Hacker News new | ask | show | jobs
by virtualritz 561 days ago
> "Unspecified" means that the implementation gets to decide what is the status of the string after move. For long enough strings, typical implementation strategy is to set the moved-from string in an empty state.

Thusly, what happens in code that accesses the string after the move is UB.

In the implementation of C++ the article uses the string was just empty. But for all we know it may still contain a 1:1 copy of the original or 20 copies or a gobbledygook of bytes.

Any code that relies on the string being something (even empty) may behave different if it isn't. That's the very definition of UB.

"A typical implementation strategy" is meaningless for someone writing code against a language specification.

You're then writing code against a specific compiler/std lib and that's fine. But let's be honest about it.

2 comments

That's not what UB means. "This will behave differently on different implementations" is implementation defined behavior. Compilers are not allowed to assume that implementation defined behavior never occurs or reject your program if they can prove that it happens.

Undefined behavior is a stronger statement and says that if the behavior occurs then the entire program is simply not valid. This allows the compiler to make vastly more aggressive changes to your program.

There is nothing in the standard or definition of C++ that states that undefined behavior renders a program invalid.

On the contrary the actual C++ standard explicitly states that permissible undefined behavior includes, and I quote "behaving during translation or program execution in a documented manner characteristic of the environment".

It's also worth noting that numerous well known and used C++ libraries explicitly make use of undefined behavior, including boost, Folly, Qt. Furthermore, as weird and ironic as this sounds, implementing cryptographic libraries is not possible without undefined behavior.

"valid program" is not really a term that is used in the standard (I only count one normative usage). What the standard does say is:

"A conforming implementation executing a well-formed program shall produce the same observable behavior as one of the possible executions of the corresponding instance of the abstract machine with the same program and the same input. However, if any such execution contains an undefined operation, this document places no requirement on the implementation executing that program with that input (not even with regard to operations preceding the first undefined operation)."

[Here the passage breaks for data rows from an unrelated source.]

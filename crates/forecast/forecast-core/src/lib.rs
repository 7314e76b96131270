//! Forecast Core Implementations
//!
//! Provides the forecasting machinery of the workspace:
//!
//! - [`arima`]: fixed-order ARIMA point forecasting
//! - [`horizon`]: translation of a target calendar year into monthly steps
//! - [`engine`]: fit-and-forecast over a monthly history
//!
//! ## Example
//!
//! ```rust
//! use forecast_core::prelude::*;
//!
//! let data: Vec<f64> = (1..=24).map(|x| x as f64).collect();
//! let mut model = Arima::new(5, 1, 0).unwrap();
//! model.fit(&data).unwrap();
//! let forecast = model.predict(12).unwrap();
//! assert_eq!(forecast.len(), 12);
//! ```

pub mod arima;
pub mod engine;
pub mod horizon;

// Re-export from SPI
pub use forecast_spi::{ForecastError, ForecastPoint, Predictor, Result, TsError};

pub use arima::Arima;
pub use engine::ForecastEngine;
pub use horizon::{future_months, resolve_steps};

/// Prelude module for convenient imports
pub mod prelude {
    pub use crate::arima::Arima;
    pub use crate::engine::ForecastEngine;
    pub use crate::horizon::{future_months, resolve_steps};
    pub use forecast_spi::{ForecastError, ForecastPoint, Predictor, Result, TsError};
}
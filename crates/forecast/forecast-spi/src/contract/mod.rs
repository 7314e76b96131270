//! Trait contracts for forecasting models.

mod predictor;

pub use predictor::Predictor;
//! Trait contracts for dataset ingestion.

mod date_rule;

pub use date_rule::DateColumnRule;
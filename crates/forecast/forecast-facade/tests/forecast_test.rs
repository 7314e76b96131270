//! Integration tests for the forecast facade

use chrono::NaiveDate;
use forecast_facade::{
    forecast_monthly, resolve_steps, Arima, ForecastEngine, ForecastError, Predictor, TsError,
};

fn date(year: i32, month: u32) -> NaiveDate {
    NaiveDate::from_ymd_opt(year, month, 1).unwrap()
}

fn monthly_history(months: usize) -> Vec<f64> {
    (0..months)
        .map(|t| 1000.0 + t as f64 * 25.0 + ((t * 13 + 7) % 11) as f64)
        .collect()
}

// ============================================================================
// Horizon Resolution
// ============================================================================

#[test]
fn test_resolve_steps_to_next_year() {
    assert_eq!(resolve_steps(Some(2024), date(2023, 6)).unwrap(), 18);
}

#[test]
fn test_resolve_steps_rejects_past_target() {
    let result = resolve_steps(Some(2023), date(2023, 12));
    assert!(matches!(result, Err(ForecastError::InvalidHorizon(_))));
}

#[test]
fn test_resolve_steps_defaults_to_twelve() {
    assert_eq!(resolve_steps(None, date(2021, 2)).unwrap(), 12);
}

// ============================================================================
// End-to-End Forecasting
// ============================================================================

#[test]
fn test_forecast_monthly_produces_requested_span() {
    let history = monthly_history(24);
    let last = date(2022, 12);

    let forecast = forecast_monthly(&history, last, Some(2023)).unwrap();

    assert_eq!(forecast.len(), 12);
    assert_eq!(forecast[0].date, date(2023, 1));
    assert_eq!(forecast[11].date, date(2023, 12));
    for pair in forecast.windows(2) {
        assert!(pair[0].date < pair[1].date, "dates must strictly increase");
    }
    assert!(forecast.iter().all(|p| p.value.is_finite()));
}

#[test]
fn test_forecast_monthly_without_target_year() {
    let history = monthly_history(36);
    let forecast = forecast_monthly(&history, date(2024, 3), None).unwrap();

    assert_eq!(forecast.len(), 12);
    assert_eq!(forecast[0].date, date(2024, 4));
}

#[test]
fn test_forecast_monthly_is_idempotent() {
    let history = monthly_history(30);
    let first = forecast_monthly(&history, date(2023, 6), Some(2024)).unwrap();
    let second = forecast_monthly(&history, date(2023, 6), Some(2024)).unwrap();
    assert_eq!(first, second);
}

#[test]
fn test_forecast_monthly_short_history_fails() {
    let result = forecast_monthly(&[5.0, 6.0], date(2023, 2), Some(2023));
    match result {
        Err(ForecastError::ModelingFailed { source }) => {
            assert!(matches!(source, TsError::InsufficientData { .. }));
        }
        other => panic!("expected ModelingFailed, got {other:?}"),
    }
}

// ============================================================================
// Engine and Model Access Through the Facade
// ============================================================================

#[test]
fn test_custom_order_engine() {
    let history = monthly_history(24);
    let engine = ForecastEngine::with_order(1, 1, 0);
    let forecast = engine.forecast(&history, date(2022, 12), 6).unwrap();
    assert_eq!(forecast.len(), 6);
}

#[test]
fn test_direct_model_use() {
    let history = monthly_history(24);
    let mut model = Arima::new(5, 1, 0).unwrap();
    model.fit(&history).unwrap();
    assert_eq!(model.order(), (5, 1, 0));
    assert_eq!(model.predict(3).unwrap().len(), 3);
}
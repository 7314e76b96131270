//! Model-level error type
//!
//! Errors raised while fitting a time series model or producing predictions
//! from it. Operation-level failures (horizon resolution, wrapping of model
//! failures) live in [`crate::error::ForecastError`].

use thiserror::Error;

/// Result type alias for model fit/predict operations
pub type ModelResult<T> = std::result::Result<T, TsError>;

/// Errors that can occur inside a time series model
#[derive(Error, Debug, Clone, PartialEq)]
pub enum TsError {
    /// Insufficient data points for the operation
    #[error("insufficient data: need at least {required} points, got {actual}")]
    InsufficientData { required: usize, actual: usize },

    /// Invalid hyperparameter value
    #[error("invalid parameter '{name}': {reason}")]
    InvalidParameter { name: String, reason: String },

    /// Model has not been fitted yet
    #[error("model must be fitted before prediction")]
    NotFitted,

    /// Numerical computation error (singular system, non-finite estimate)
    #[error("numerical error: {0}")]
    NumericalError(String),

    /// Invalid time series data
    #[error("invalid data: {0}")]
    InvalidData(String),
}

#[cfg(test)]
mod tests {
    use super::*;

    #[test]
    fn test_insufficient_data_display() {
        let error = TsError::InsufficientData {
            required: 7,
            actual: 3,
        };
        assert_eq!(
            error.to_string(),
            "insufficient data: need at least 7 points, got 3"
        );
    }

    #[test]
    fn test_invalid_parameter_display() {
        let error = TsError::InvalidParameter {
            name: "p".to_string(),
            reason: "must be <= 10".to_string(),
        };
        assert_eq!(error.to_string(), "invalid parameter 'p': must be <= 10");
    }

    #[test]
    fn test_not_fitted_display() {
        assert_eq!(
            TsError::NotFitted.to_string(),
            "model must be fitted before prediction"
        );
    }

    #[test]
    fn test_numerical_error_display() {
        let error = TsError::NumericalError("singular normal equations".to_string());
        assert_eq!(
            error.to_string(),
            "numerical error: singular normal equations"
        );
    }

    #[test]
    fn test_invalid_data_display() {
        let error = TsError::InvalidData("series contains NaN".to_string());
        assert_eq!(error.to_string(), "invalid data: series contains NaN");
    }

    #[test]
    fn test_error_is_clone_and_eq() {
        let error = TsError::InsufficientData {
            required: 7,
            actual: 3,
        };
        assert_eq!(error.clone(), error);
        assert_ne!(error, TsError::NotFitted);
    }

    #[test]
    fn test_error_propagation_with_question_mark() {
        fn inner() -> ModelResult<()> {
            Err(TsError::NotFitted)
        }

        fn outer() -> ModelResult<i32> {
            inner()?;
            Ok(1)
        }

        assert_eq!(outer().unwrap_err(), TsError::NotFitted);
    }

    #[test]
    fn test_error_implements_std_error() {
        let error: &dyn std::error::Error = &TsError::NotFitted;
        let _ = error.to_string();
    }
}
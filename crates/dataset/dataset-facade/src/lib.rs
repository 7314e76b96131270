//! Dataset Facade
//!
//! Unified re-exports for the ingestion domain.
//!
//! # Example
//!
//! ```rust
//! use dataset_facade::load_dataset;
//!
//! let csv = "Date,North\n2021-01-01,10\n2021-02-01,12\n";
//! let (store, summary) = load_dataset(csv.as_bytes()).unwrap();
//!
//! assert_eq!(summary.places, vec!["All Places", "North"]);
//! assert_eq!(store.get("North").unwrap().len(), 2);
//! ```

// Re-export everything from SPI
pub use dataset_spi::*;

// Re-export everything from Core
pub use dataset_core::*;
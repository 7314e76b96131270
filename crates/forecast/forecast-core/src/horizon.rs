//! Forecast horizon resolution
//!
//! Turns a forecast request (an optional target calendar year) into a count
//! of monthly steps beyond the last observed date, and enumerates the future
//! months those steps cover.

use chrono::{Datelike, NaiveDate};
use forecast_spi::{ForecastError, Result};

/// Steps used when no target year is requested.
const DEFAULT_STEPS: usize = 12;

/// Resolve the number of monthly forecast steps.
///
/// With a target year, the horizon runs up to December 1 of that year, which
/// must lie strictly after `last_date`. Without one, the horizon defaults to
/// twelve months.
pub fn resolve_steps(target_year: Option<i32>, last_date: NaiveDate) -> Result<usize> {
    let Some(year) = target_year else {
        return Ok(DEFAULT_STEPS);
    };

    let boundary = NaiveDate::from_ymd_opt(year, 12, 1)
        .ok_or_else(|| ForecastError::InvalidHorizon(format!("target year {year} is out of range")))?;
    if boundary <= last_date {
        return Err(ForecastError::InvalidHorizon(format!(
            "target year {year} must be after the last data point ({})",
            last_date.year()
        )));
    }

    let steps =
        i64::from(year - last_date.year()) * 12 + i64::from(12 - last_date.month() as i32);
    if steps <= 0 {
        return Err(ForecastError::InvalidHorizon(
            "forecast steps must be positive".to_string(),
        ));
    }
    Ok(steps as usize)
}

/// The `steps` consecutive first-of-month dates strictly after `last_date`.
pub fn future_months(last_date: NaiveDate, steps: usize) -> Vec<NaiveDate> {
    let mut months = Vec::with_capacity(steps);
    let mut current = last_date;
    for _ in 0..steps {
        current = next_month(current);
        months.push(current);
    }
    months
}

fn next_month(date: NaiveDate) -> NaiveDate {
    let (year, month) = if date.month() == 12 {
        (date.year() + 1, 1)
    } else {
        (date.year(), date.month() + 1)
    };
    NaiveDate::from_ymd_opt(year, month, 1).expect("first of month is always a valid date")
}
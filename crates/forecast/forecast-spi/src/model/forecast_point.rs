//! Predicted value types.

use chrono::NaiveDate;
use serde::{Deserialize, Serialize};

/// A single predicted monthly value.
///
/// Serializes with the historical wire field names (`Date`, `PredictedValue`)
/// so existing clients keep working unchanged.
#[derive(Debug, Clone, PartialEq, Serialize, Deserialize)]
pub struct ForecastPoint {
    /// First day of the predicted month
    #[serde(rename = "Date")]
    pub date: NaiveDate,
    /// Predicted value for that month
    #[serde(rename = "PredictedValue")]
    pub value: f64,
}

impl ForecastPoint {
    /// Create a new forecast point.
    pub fn new(date: NaiveDate, value: f64) -> Self {
        Self { date, value }
    }
}

#[cfg(test)]
mod tests {
    use super::*;

    #[test]
    fn test_serializes_with_wire_field_names() {
        let point = ForecastPoint::new(NaiveDate::from_ymd_opt(2024, 3, 1).unwrap(), 125.5);
        let json = serde_json::to_value(&point).unwrap();

        assert_eq!(json["Date"], "2024-03-01");
        assert_eq!(json["PredictedValue"], 125.5);
    }

    #[test]
    fn test_round_trips_through_json() {
        let point = ForecastPoint::new(NaiveDate::from_ymd_opt(2025, 1, 1).unwrap(), -3.25);
        let json = serde_json::to_string(&point).unwrap();
        let back: ForecastPoint = serde_json::from_str(&json).unwrap();
        assert_eq!(back, point);
    }
}
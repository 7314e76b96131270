//! Date parsing and month truncation helpers.

use chrono::{Datelike, NaiveDate, NaiveDateTime};

/// Date-only formats accepted by the general parser, most common first.
const DATE_FORMATS: &[&str] = &["%Y-%m-%d", "%Y/%m/%d", "%m/%d/%Y", "%m/%d/%y", "%d %b %Y"];

/// Datetime formats accepted by the general parser; the time part is dropped.
const DATETIME_FORMATS: &[&str] = &["%Y-%m-%d %H:%M:%S", "%Y-%m-%dT%H:%M:%S"];

/// Parse a date under the general format list.
pub fn parse_general(text: &str) -> Option<NaiveDate> {
    let text = text.trim();
    if text.is_empty() {
        return None;
    }
    for format in DATE_FORMATS {
        if let Ok(date) = NaiveDate::parse_from_str(text, format) {
            return Some(date);
        }
    }
    for format in DATETIME_FORMATS {
        if let Ok(datetime) = NaiveDateTime::parse_from_str(text, format) {
            return Some(datetime.date());
        }
    }
    None
}

/// Parse an abbreviated-month/two-digit-year token such as `Jan-21`.
pub fn parse_month_year(text: &str) -> Option<NaiveDate> {
    let text = text.trim();
    if text.is_empty() {
        return None;
    }
    // chrono needs a day component, so pin one before parsing
    NaiveDate::parse_from_str(&format!("{text}-01"), "%b-%y-%d").ok()
}

/// Truncate a date to the first day of its month.
pub fn month_start(date: NaiveDate) -> NaiveDate {
    NaiveDate::from_ymd_opt(date.year(), date.month(), 1)
        .expect("first of month is always a valid date")
}

/// The calendar month immediately after `date`, at month granularity.
pub fn next_month(date: NaiveDate) -> NaiveDate {
    let (year, month) = if date.month() == 12 {
        (date.year() + 1, 1)
    } else {
        (date.year(), date.month() + 1)
    };
    NaiveDate::from_ymd_opt(year, month, 1).expect("first of month is always a valid date")
}

/// Every first-of-month date from `first` through `last`, inclusive.
pub fn month_span(first: NaiveDate, last: NaiveDate) -> Vec<NaiveDate> {
    let mut months = Vec::new();
    let mut current = month_start(first);
    let last = month_start(last);
    while current <= last {
        months.push(current);
        current = next_month(current);
    }
    months
}
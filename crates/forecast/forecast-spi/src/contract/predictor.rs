//! Predictor trait for time series models
//!
//! Defines the fit-predict interface that forecasting models implement.

use crate::error::ModelResult;

/// Common trait for time series point forecasters.
///
/// Follows the fit-predict pattern common in statistical libraries: a model
/// is constructed with its hyperparameters, fitted to historical data, and
/// then asked for a fixed number of future values.
///
/// # Example
///
/// ```rust,ignore
/// use forecast_spi::Predictor;
///
/// fn forecast<P: Predictor>(model: &mut P, data: &[f64], horizon: usize) -> forecast_spi::error::ModelResult<Vec<f64>> {
///     model.fit(data)?;
///     model.predict(horizon)
/// }
/// ```
pub trait Predictor {
    /// Fit the model to historical data.
    fn fit(&mut self, data: &[f64]) -> ModelResult<()>;

    /// Predict `steps` future values.
    ///
    /// Returns a vector of exactly `steps` predictions, or an error if the
    /// model has not been fitted or prediction fails numerically.
    fn predict(&self, steps: usize) -> ModelResult<Vec<f64>>;

    /// Whether the model has been successfully fitted.
    fn is_fitted(&self) -> bool;
}
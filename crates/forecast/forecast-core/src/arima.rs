//! ARIMA (AutoRegressive Integrated Moving Average) implementation
//!
//! The model combines three components:
//!
//! - **AR (AutoRegressive)**: regresses the series on its own lagged values
//! - **I (Integrated)**: differencing to achieve stationarity
//! - **MA (Moving Average)**: uses past one-step forecast errors
//!
//! AR coefficients are estimated by conditional least squares: the
//! differenced, mean-centered series is regressed on its `p` lags and the
//! normal equations are solved directly. MA coefficients are estimated from
//! the autocorrelation of the fit residuals.
//!
//! ## Example
//!
//! ```rust
//! use forecast_core::{Arima, Predictor};
//!
//! let data: Vec<f64> = (1..=24).map(|x| x as f64).collect();
//! let mut model = Arima::new(5, 1, 0).unwrap();
//! model.fit(&data).unwrap();
//! let forecast = model.predict(6).unwrap();
//! assert_eq!(forecast.len(), 6);
//! ```

use forecast_spi::error::{ModelResult, TsError};
use forecast_spi::Predictor;

/// ARIMA model for monthly time series forecasting
#[derive(Debug, Clone)]
pub struct Arima {
    /// AR order (p)
    p: usize,
    /// Differencing order (d)
    d: usize,
    /// MA order (q)
    q: usize,
    /// AR coefficients
    ar_coeffs: Vec<f64>,
    /// MA coefficients
    ma_coeffs: Vec<f64>,
    /// Mean of the differenced series
    mean: f64,
    /// Differencing ladder: levels[0] is the original series, levels[d] the
    /// fully differenced one. Kept for integration back to the original scale.
    levels: Vec<Vec<f64>>,
    /// One-step residuals on the differenced scale
    residuals: Vec<f64>,
    /// Whether the model has been fitted
    fitted: bool,
}

impl Arima {
    /// Create a new ARIMA model with the given orders.
    ///
    /// # Arguments
    ///
    /// * `p` - autoregressive order (0-10)
    /// * `d` - differencing order (0-2)
    /// * `q` - moving average order (0-10)
    pub fn new(p: usize, d: usize, q: usize) -> ModelResult<Self> {
        if p > 10 {
            return Err(TsError::InvalidParameter {
                name: "p".to_string(),
                reason: "AR order must be <= 10".to_string(),
            });
        }
        if d > 2 {
            return Err(TsError::InvalidParameter {
                name: "d".to_string(),
                reason: "differencing order must be <= 2".to_string(),
            });
        }
        if q > 10 {
            return Err(TsError::InvalidParameter {
                name: "q".to_string(),
                reason: "MA order must be <= 10".to_string(),
            });
        }

        Ok(Self {
            p,
            d,
            q,
            ar_coeffs: Vec::new(),
            ma_coeffs: Vec::new(),
            mean: 0.0,
            levels: Vec::new(),
            residuals: Vec::new(),
            fitted: false,
        })
    }

    /// Get model orders as `(p, d, q)`.
    pub fn order(&self) -> (usize, usize, usize) {
        (self.p, self.d, self.q)
    }

    /// Get the estimated AR coefficients.
    pub fn ar_coefficients(&self) -> &[f64] {
        &self.ar_coeffs
    }

    /// Get the estimated MA coefficients.
    pub fn ma_coefficients(&self) -> &[f64] {
        &self.ma_coeffs
    }

    /// Reverse differencing, one ladder level at a time, seeding each level
    /// with its last observed value.
    fn integrate(&self, forecasts: &[f64]) -> Vec<f64> {
        let mut result = forecasts.to_vec();
        for level in (0..self.d).rev() {
            let observed = &self.levels[level];
            let mut last = observed[observed.len() - 1];
            for value in result.iter_mut() {
                last += *value;
                *value = last;
            }
        }
        result
    }
}

impl Predictor for Arima {
    fn fit(&mut self, data: &[f64]) -> ModelResult<()> {
        let min_required = self.p + self.d + self.q + 1;
        if data.len() < min_required {
            return Err(TsError::InsufficientData {
                required: min_required,
                actual: data.len(),
            });
        }
        if data.iter().any(|x| !x.is_finite()) {
            return Err(TsError::InvalidData(
                "series contains NaN or infinite values".to_string(),
            ));
        }

        self.levels = difference_levels(data, self.d);
        let differenced = &self.levels[self.d];
        let m = differenced.len();
        self.mean = differenced.iter().sum::<f64>() / m as f64;
        let centered: Vec<f64> = differenced.iter().map(|x| x - self.mean).collect();

        self.ar_coeffs = estimate_ar(&centered, self.p)?;

        // one-step residuals; the first p entries have no full lag window
        let mut residuals = vec![0.0; m];
        for t in self.p..m {
            let mut prediction = 0.0;
            for (j, phi) in self.ar_coeffs.iter().enumerate() {
                prediction += phi * centered[t - j - 1];
            }
            residuals[t] = centered[t] - prediction;
        }
        self.ma_coeffs = estimate_ma(&residuals[self.p..], self.q);
        self.residuals = residuals;

        if self
            .ar_coeffs
            .iter()
            .chain(self.ma_coeffs.iter())
            .any(|c| !c.is_finite())
        {
            return Err(TsError::NumericalError(
                "non-finite coefficient estimate".to_string(),
            ));
        }

        self.fitted = true;
        Ok(())
    }

    fn predict(&self, steps: usize) -> ModelResult<Vec<f64>> {
        if !self.fitted {
            return Err(TsError::NotFitted);
        }
        if steps == 0 {
            return Ok(Vec::new());
        }

        let differenced = &self.levels[self.d];
        let history_len = differenced.len();
        let mut centered: Vec<f64> = differenced.iter().map(|x| x - self.mean).collect();
        let mut residuals = self.residuals.clone();

        for _ in 0..steps {
            let mut value = 0.0;
            for (j, phi) in self.ar_coeffs.iter().enumerate() {
                value += phi * centered[centered.len() - j - 1];
            }
            for (j, theta) in self.ma_coeffs.iter().enumerate() {
                if residuals.len() > j {
                    value += theta * residuals[residuals.len() - j - 1];
                }
            }
            centered.push(value);
            // future shocks are zero in a point forecast
            residuals.push(0.0);
        }

        let differenced_forecasts: Vec<f64> = centered[history_len..]
            .iter()
            .map(|v| v + self.mean)
            .collect();
        Ok(self.integrate(&differenced_forecasts))
    }

    fn is_fitted(&self) -> bool {
        self.fitted
    }
}

/// Build the differencing ladder: element 0 is the original series, element
/// `d` the series differenced `d` times.
fn difference_levels(data: &[f64], d: usize) -> Vec<Vec<f64>> {
    let mut levels = vec![data.to_vec()];
    for level in 0..d {
        let next: Vec<f64> = levels[level].windows(2).map(|w| w[1] - w[0]).collect();
        levels.push(next);
    }
    levels
}

/// Estimate AR coefficients by conditional least squares.
fn estimate_ar(centered: &[f64], p: usize) -> ModelResult<Vec<f64>> {
    if p == 0 {
        return Ok(Vec::new());
    }
    let m = centered.len();
    if m <= p {
        return Err(TsError::InsufficientData {
            required: p + 1,
            actual: m,
        });
    }
    // a constant differenced series carries no autoregressive signal
    if centered.iter().all(|v| v.abs() < 1e-12) {
        return Ok(vec![0.0; p]);
    }

    // normal equations X'X beta = X'y over the lagged design matrix
    let mut xtx = vec![vec![0.0; p]; p];
    let mut xty = vec![0.0; p];
    for t in p..m {
        for a in 0..p {
            let xa = centered[t - a - 1];
            xty[a] += xa * centered[t];
            for b in 0..p {
                xtx[a][b] += xa * centered[t - b - 1];
            }
        }
    }

    let scale = (0..p).map(|i| xtx[i][i]).sum::<f64>() / p as f64;
    if !scale.is_finite() {
        return Err(TsError::NumericalError(
            "lag products overflowed in autoregressive estimation".to_string(),
        ));
    }
    if scale <= 0.0 {
        return Ok(vec![0.0; p]);
    }
    // small ridge keeps collinear lag designs solvable
    for i in 0..p {
        xtx[i][i] += 1e-8 * scale;
    }

    solve_linear_system(xtx, xty).ok_or_else(|| {
        TsError::NumericalError("singular normal equations in autoregressive estimation".to_string())
    })
}

/// Estimate MA coefficients from the autocorrelation of the fit residuals,
/// clamped for stability.
fn estimate_ma(residuals: &[f64], q: usize) -> Vec<f64> {
    if q == 0 || residuals.is_empty() {
        return vec![0.0; q];
    }

    let n = residuals.len();
    let mean = residuals.iter().sum::<f64>() / n as f64;
    let centered: Vec<f64> = residuals.iter().map(|x| x - mean).collect();
    let var = centered.iter().map(|x| x * x).sum::<f64>() / n as f64;

    let mut coeffs = vec![0.0; q];
    if var > 1e-12 {
        for k in 0..q {
            let mut sum = 0.0;
            for i in (k + 1)..n {
                sum += centered[i] * centered[i - k - 1];
            }
            coeffs[k] = ((sum / n as f64) / var).clamp(-0.99, 0.99);
        }
    }
    coeffs
}

/// Solve a dense linear system by Gaussian elimination with partial
/// pivoting. Returns `None` when the system is singular.
fn solve_linear_system(mut a: Vec<Vec<f64>>, mut b: Vec<f64>) -> Option<Vec<f64>> {
    let n = b.len();
    let max_abs = a
        .iter()
        .flatten()
        .fold(0.0_f64, |acc, value| acc.max(value.abs()));
    if max_abs == 0.0 {
        return None;
    }
    let tolerance = max_abs * 1e-12;

    for i in 0..n {
        let mut pivot_row = i;
        let mut pivot_value = a[i][i].abs();
        for row in (i + 1)..n {
            if a[row][i].abs() > pivot_value {
                pivot_value = a[row][i].abs();
                pivot_row = row;
            }
        }
        if pivot_value < tolerance {
            return None;
        }
        if pivot_row != i {
            a.swap(i, pivot_row);
            b.swap(i, pivot_row);
        }

        let inv_pivot = 1.0 / a[i][i];
        for col in i..n {
            a[i][col] *= inv_pivot;
        }
        b[i] *= inv_pivot;

        for row in 0..n {
            if row == i {
                continue;
            }
            let factor = a[row][i];
            if factor == 0.0 {
                continue;
            }
            for col in i..n {
                a[row][col] -= factor * a[i][col];
            }
            b[row] -= factor * b[i];
        }
    }
    Some(b)
}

I.e. a program the contains UB is undefined.

Of course, as you observer, an implementation can go beyond the standard and extend the abstract machine to give defined semantics to those undefined operations.

That's still different from implementation defined behaviour, where a conforming implementation must give defined semantics.

> Thusly, what happens in code that accesses the string after the move is UB.

No, it is implementation-defined behaviour.

> In the implementation of C++ the article uses the string was just empty. But for all we know it may still contain a 1:1 copy of the original or 20 copies or a gobbledygook of bytes.

Yes, and if you want to make sure that the string is empty before you do something else with it, you just use a clear() (which will be optimised away by the compiler anyway).

Or, if you prefer, you can assign another string to it, or anything else really.

> Any code that relies on the string being something (even empty) may behave different if it isn't. That's the very definition of UB.

No it is not.

> "A typical implementation strategy" is meaningless for someone writing code against a language specification.

Then don't rely on that specific implementation detail and make sure that the string is in the state you want or, even better, don't touch the moved-from string ever again.